I think that what you are thinking of is the insolvability of the so-called word problem in group theory. What this means is (among other things) that it is not possible to write an algorithm (i.e. a computer program) which can tell whether two groups, each presented by finitely many generators and relations, are or aren't isomorphic.

If you are given a manifold (presented say by gluing together various open balls), you can get such a presentation of its fundamental group, but (at least when the dimension is 4 or higher --- and I think that 4 is the right bound here) in fact you can get an arbitrary presentation in this way, and so the insolvability of the word problem means that, in practice, you don't have any way to figure out what the fundamental group of your manifold is (even whether or not it is trivial!)

As a consequence, you can't find an algorithm to determine whether two manifolds (of dimension 4 or higher) are homotopic (let along homeomorphic or diffeomorphic), since homotopic manifolds will have isomorphic $\pi_1$s, and so we could use such an algorithm to solve the word problem, by encoding two finitely presented groups as the $\pi_1$ of some manifolds, and then applying our hypothetical manifold algorithm. Following Pete Clark's comment below, I'm no longer sure about the correctness of the preceding statement. What is true is that there is no general algorithm to determine the fundamental group of a manifold (in dimension $\geq 4$), or even to determine if a manifold is simply connected. (Whether this actually prohibits a classification is not clear to me; with luck, someone with more expertise will weigh in.)
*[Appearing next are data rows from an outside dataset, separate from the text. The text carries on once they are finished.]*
//! Tiered cache coordinator
//!
//! Resolves a key fastest-to-slowest: memory, server, then (for
//! client-cacheable operations) the persistent tier. Slower hits backfill the
//! faster tiers; a total miss calls the fetcher and writes every tier.

use std::collections::HashMap;
use std::future::Future;
use std::sync::Arc;
use std::time::Duration;

use serde::de::DeserializeOwned;
use serde::Serialize;
use serde_json::Value;
use tracing::{debug, warn};

use crate::cache::entry::{current_timestamp_ms, fingerprint};
use crate::cache::persistent::{KeyValueStore, PersistentTier};
use crate::cache::tier::{CacheTier, KeyFilter, MemoryTier, TierLevel};
use crate::cache::{CacheEntry, CacheKey, CacheStats};
use crate::config::{Config, TtlPolicy};
use crate::error::SourceError;

/// Where a resolved value came from.
#[derive(Debug, Clone, Copy, PartialEq, Eq, Serialize)]
#[serde(rename_all = "snake_case")]
pub enum ResolvedFrom {
    Tier(TierLevel),
    Source,
}

impl ResolvedFrom {
    pub fn as_str(self) -> &'static str {
        match self {
            ResolvedFrom::Tier(level) => level.as_str(),
            ResolvedFrom::Source => "source",
        }
    }
}

/// A value returned by `TieredCache::resolve`.
#[derive(Debug, Clone)]
pub struct Resolved<T> {
    pub data: T,
    /// Fingerprint of the cached representation
    pub fingerprint: String,
    pub from: ResolvedFrom,
}

impl<T> Resolved<T> {
    pub fn map<U>(self, f: impl FnOnce(T) -> U) -> Resolved<U> {
        Resolved {
            data: f(self.data),
            fingerprint: self.fingerprint,
            from: self.from,
        }
    }
}

/// Per-tier statistics.
#[derive(Debug, Clone, Default, Serialize)]
pub struct TierStats {
    pub memory: CacheStats,
    pub server: CacheStats,
    pub client: CacheStats,
}

type FlightGate = Arc<tokio::sync::Mutex<()>>;

// == Tiered Cache ==
pub struct TieredCache {
    memory: MemoryTier,
    server: MemoryTier,
    client: PersistentTier,
    ttl: TtlPolicy,
    single_flight: bool,
    fetch_timeout: Option<Duration>,
    flights: std::sync::Mutex<HashMap<String, FlightGate>>,
}

impl TieredCache {
    /// Builds the three tiers from configuration; the client tier persists
    /// into `kv`.
    pub fn new(kv: Arc<dyn KeyValueStore>, config: &Config) -> Self {
        Self {
            memory: MemoryTier::new(TierLevel::Memory, config.fast_max_entries),
            server: MemoryTier::new(TierLevel::Server, config.server_max_entries),
            client: PersistentTier::new(kv, config.client_max_entries),
            ttl: config.ttl,
            single_flight: config.single_flight,
            fetch_timeout: Some(config.fetch_timeout).filter(|t| !t.is_zero()),
            flights: std::sync::Mutex::new(HashMap::new()),
        }
    }

    pub fn ttl_policy(&self) -> &TtlPolicy {
        &self.ttl
    }

    /// Tier at the given level.
    pub fn tier(&self, level: TierLevel) -> &dyn CacheTier {
        match level {
            TierLevel::Memory => &self.memory,
            TierLevel::Server => &self.server,
            TierLevel::Client => &self.client,
        }
    }

    fn tiers(&self) -> [&dyn CacheTier; 3] {
        [&self.memory as &dyn CacheTier, &self.server, &self.client]
    }

    // == Resolve ==
    /// Returns the cached value for `key`, or fetches, stores and returns it.
    ///
    /// Tier failures are logged and treated as misses. Fetch failures are
    /// returned as-is and nothing is cached.
    pub async fn resolve<T, F, Fut>(
        &self,
        key: &CacheKey,
        fetcher: F,
    ) -> Result<Resolved<T>, SourceError>
    where
        T: Serialize + DeserializeOwned,
        F: FnOnce() -> Fut,
        Fut: Future<Output = Result<T, SourceError>>,
    {
        if let Some(hit) = self.lookup(key).await {
            return Ok(hit);
        }
        if !self.single_flight {
            return self.fetch_and_store(key, fetcher).await;
        }

        let gate = self.flight_gate(key);
        let result = {
            let _turn = gate.lock().await;
            match self.lookup(key).await {
                Some(hit) => Ok(hit),
                None => self.fetch_and_store(key, fetcher).await,
            }
        };
        self.release_flight(key, gate);
        result
    }

    async fn lookup<T>(&self, key: &CacheKey) -> Option<Resolved<T>>
    where
        T: Serialize + DeserializeOwned,
    {
        let k = key.as_str();

        if let Some((hit, _)) = self.read_tier(&self.memory, k).await {
            return Some(hit);
        }

        if let Some((hit, expires_at)) = self.read_tier::<T>(&self.server, k).await {
            self.backfill(&[&self.memory as &dyn CacheTier], k, &hit, expires_at).await;
            return Some(hit);
        }

        if key.operation().client_cacheable() {
            if let Some((hit, expires_at)) = self.read_tier::<T>(&self.client, k).await {
                let targets = [&self.memory as &dyn CacheTier, &self.server];
                self.backfill(&targets, k, &hit, expires_at).await;
                return Some(hit);
            }
        }

        debug!(key = k, "cache miss on all tiers");
        None
    }

    /// Reads one tier, returning the hit with its expiry time.
    async fn read_tier<T: DeserializeOwned>(
        &self,
        tier: &dyn CacheTier,
        key: &str,
    ) -> Option<(Resolved<T>, u64)> {
        let level = tier.level().as_str();
        let entry = match tier.get(key).await {
            Ok(Some(entry)) => entry,
            Ok(None) => return None,
            Err(err) => {
                warn!(tier = level, key, error = %err, "tier read failed, treating as miss");
                return None;
            }
        };

        match serde_json::from_value(entry.data) {
            Ok(data) => {
                debug!(tier = level, key, "cache hit");
                let hit = Resolved {
                    data,
                    fingerprint: entry.fingerprint,
                    from: ResolvedFrom::Tier(tier.level()),
                };
                Some((hit, entry.expires_at))
            }
            Err(err) => {
                warn!(tier = level, key, error = %err, "cached value has unexpected shape, dropping");
                let _ = tier.delete(key).await;
                None
            }
        }
    }

    /// Copies a slower-tier hit into faster tiers, expiring with the source entry.
    async fn backfill<T: Serialize>(
        &self,
        targets: &[&dyn CacheTier],
        key: &str,
        hit: &Resolved<T>,
        expires_at: u64,
    ) {
        let Ok(value) = serde_json::to_value(&hit.data) else {
            return;
        };
        for tier in targets {
            let entry = CacheEntry::with_expiry(value.clone(), current_timestamp_ms(), expires_at);
            if let Err(err) = tier.set_entry(key, entry).await {
                warn!(tier = tier.level().as_str(), key, error = %err, "backfill failed, continuing");
            }
        }
    }

    async fn write_tier(&self, tier: &dyn CacheTier, key: &str, value: &Value, ttl: Duration) {
        if let Err(err) = tier.set(key, value, ttl).await {
            warn!(tier = tier.level().as_str(), key, error = %err, "tier write failed, continuing");
        }
    }

    async fn fetch_and_store<T, F, Fut>(
        &self,
        key: &CacheKey,
        fetcher: F,
    ) -> Result<Resolved<T>, SourceError>
    where
        T: Serialize,
        F: FnOnce() -> Fut,
        Fut: Future<Output = Result<T, SourceError>>,
    {
        let data = match self.fetch_timeout {
            Some(limit) => tokio::time::timeout(limit, fetcher())
                .await
                .map_err(|_| SourceError::Timeout)??,
            None => fetcher().await?,
        };

        let value = serde_json::to_value(&data)?;
        let ttl = self.ttl.for_operation(key.operation());
        let k = key.as_str();

        self.write_tier(&self.memory, k, &value, ttl).await;
        self.write_tier(&self.server, k, &value, ttl).await;
        if key.operation().client_cacheable() {
            self.write_tier(&self.client, k, &value, ttl).await;
        }
        debug!(key = k, ttl_secs = ttl.as_secs(), "stored fresh value");

        Ok(Resolved {
            fingerprint: fingerprint(&value),
            data,
            from: ResolvedFrom::Source,
        })
    }

    // == Single Flight ==
    fn flight_gate(&self, key: &CacheKey) -> FlightGate {
        let mut flights = self
            .flights
            .lock()
            .unwrap_or_else(|poisoned| poisoned.into_inner());
        flights
            .entry(key.as_str().to_string())
            .or_insert_with(|| Arc::new(tokio::sync::Mutex::new(())))
            .clone()
    }

    fn release_flight(&self, key: &CacheKey, gate: FlightGate) {
        let mut flights = self
            .flights
            .lock()
            .unwrap_or_else(|poisoned| poisoned.into_inner());
        // Only the map and this caller hold the gate: nobody else is waiting.
        if Arc::strong_count(&gate) <= 2 {
            flights.remove(key.as_str());
        }
    }

    // == Maintenance ==
    /// Deletes one key from every tier.
    pub async fn delete(&self, key: &str) -> usize {
        let mut removed = 0;
        for tier in self.tiers() {
            match tier.delete(key).await {
                Ok(true) => removed += 1,
                Ok(false) => {}
                Err(err) => {
                    warn!(tier = tier.level().as_str(), key, error = %err, "tier delete failed")
                }
            }
        }
        removed
    }

    /// Deletes every key matching `filter` from every tier.
    pub async fn sweep(&self, filter: KeyFilter<'_>) -> usize {
        let mut removed = 0;
        for tier in self.tiers() {
            match tier.sweep(filter).await {
                Ok(n) => removed += n,
                Err(err) => warn!(tier = tier.level().as_str(), error = %err, "tier sweep failed"),
            }
        }
        removed
    }

    /// Removes expired entries from every tier in batches.
    pub async fn purge_expired(&self, batch_size: usize) -> usize {
        let mut removed = 0;
        for tier in self.tiers() {
            match tier.purge_expired(batch_size).await {
                Ok(n) => removed += n,
                Err(err) => warn!(tier = tier.level().as_str(), error = %err, "expiry purge failed"),
            }
        }
        removed
    }

    pub async fn clear(&self) {
        for tier in self.tiers() {
            if let Err(err) = tier.clear().await {
                warn!(tier = tier.level().as_str(), error = %err, "tier clear failed");
            }
        }
    }

    pub async fn stats(&self) -> TierStats {
        let mut stats = TierStats::default();
        for tier in self.tiers() {
            let snapshot = match tier.stats().await {
                Ok(s) => s,
                Err(err) => {
                    warn!(tier = tier.level().as_str(), error = %err, "tier stats unavailable");
                    CacheStats::default()
                }
            };
            match tier.level() {
                TierLevel::Memory => stats.memory = snapshot,
                TierLevel::Server => stats.server = snapshot,
                TierLevel::Client => stats.client = snapshot,
            }
        }
        stats
    }
}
For this reason, a lot (although not all) investigations of higher dimensional manifolds restrict attention to simply connected manifolds. Then there is no obstruction to classification coming from issues of the uncomputatibility of $\pi_1$. Of course, as others have noted in their answers, there can be many non-diffeomorphic, non-homeomorphic manifolds, and non-homotopic manifolds of a given dimension, so the problem with $\pi_1$ is far from the only problem when it comes to classifying manifolds. But it is certainly one problem, and you are correct that (at least from the point of view I'm explaining here) it is a problem of group theory.

Added: See Damiano's answer to this question for a precise explanation of the relationship between the word problem for groups and the classification problem for manifolds.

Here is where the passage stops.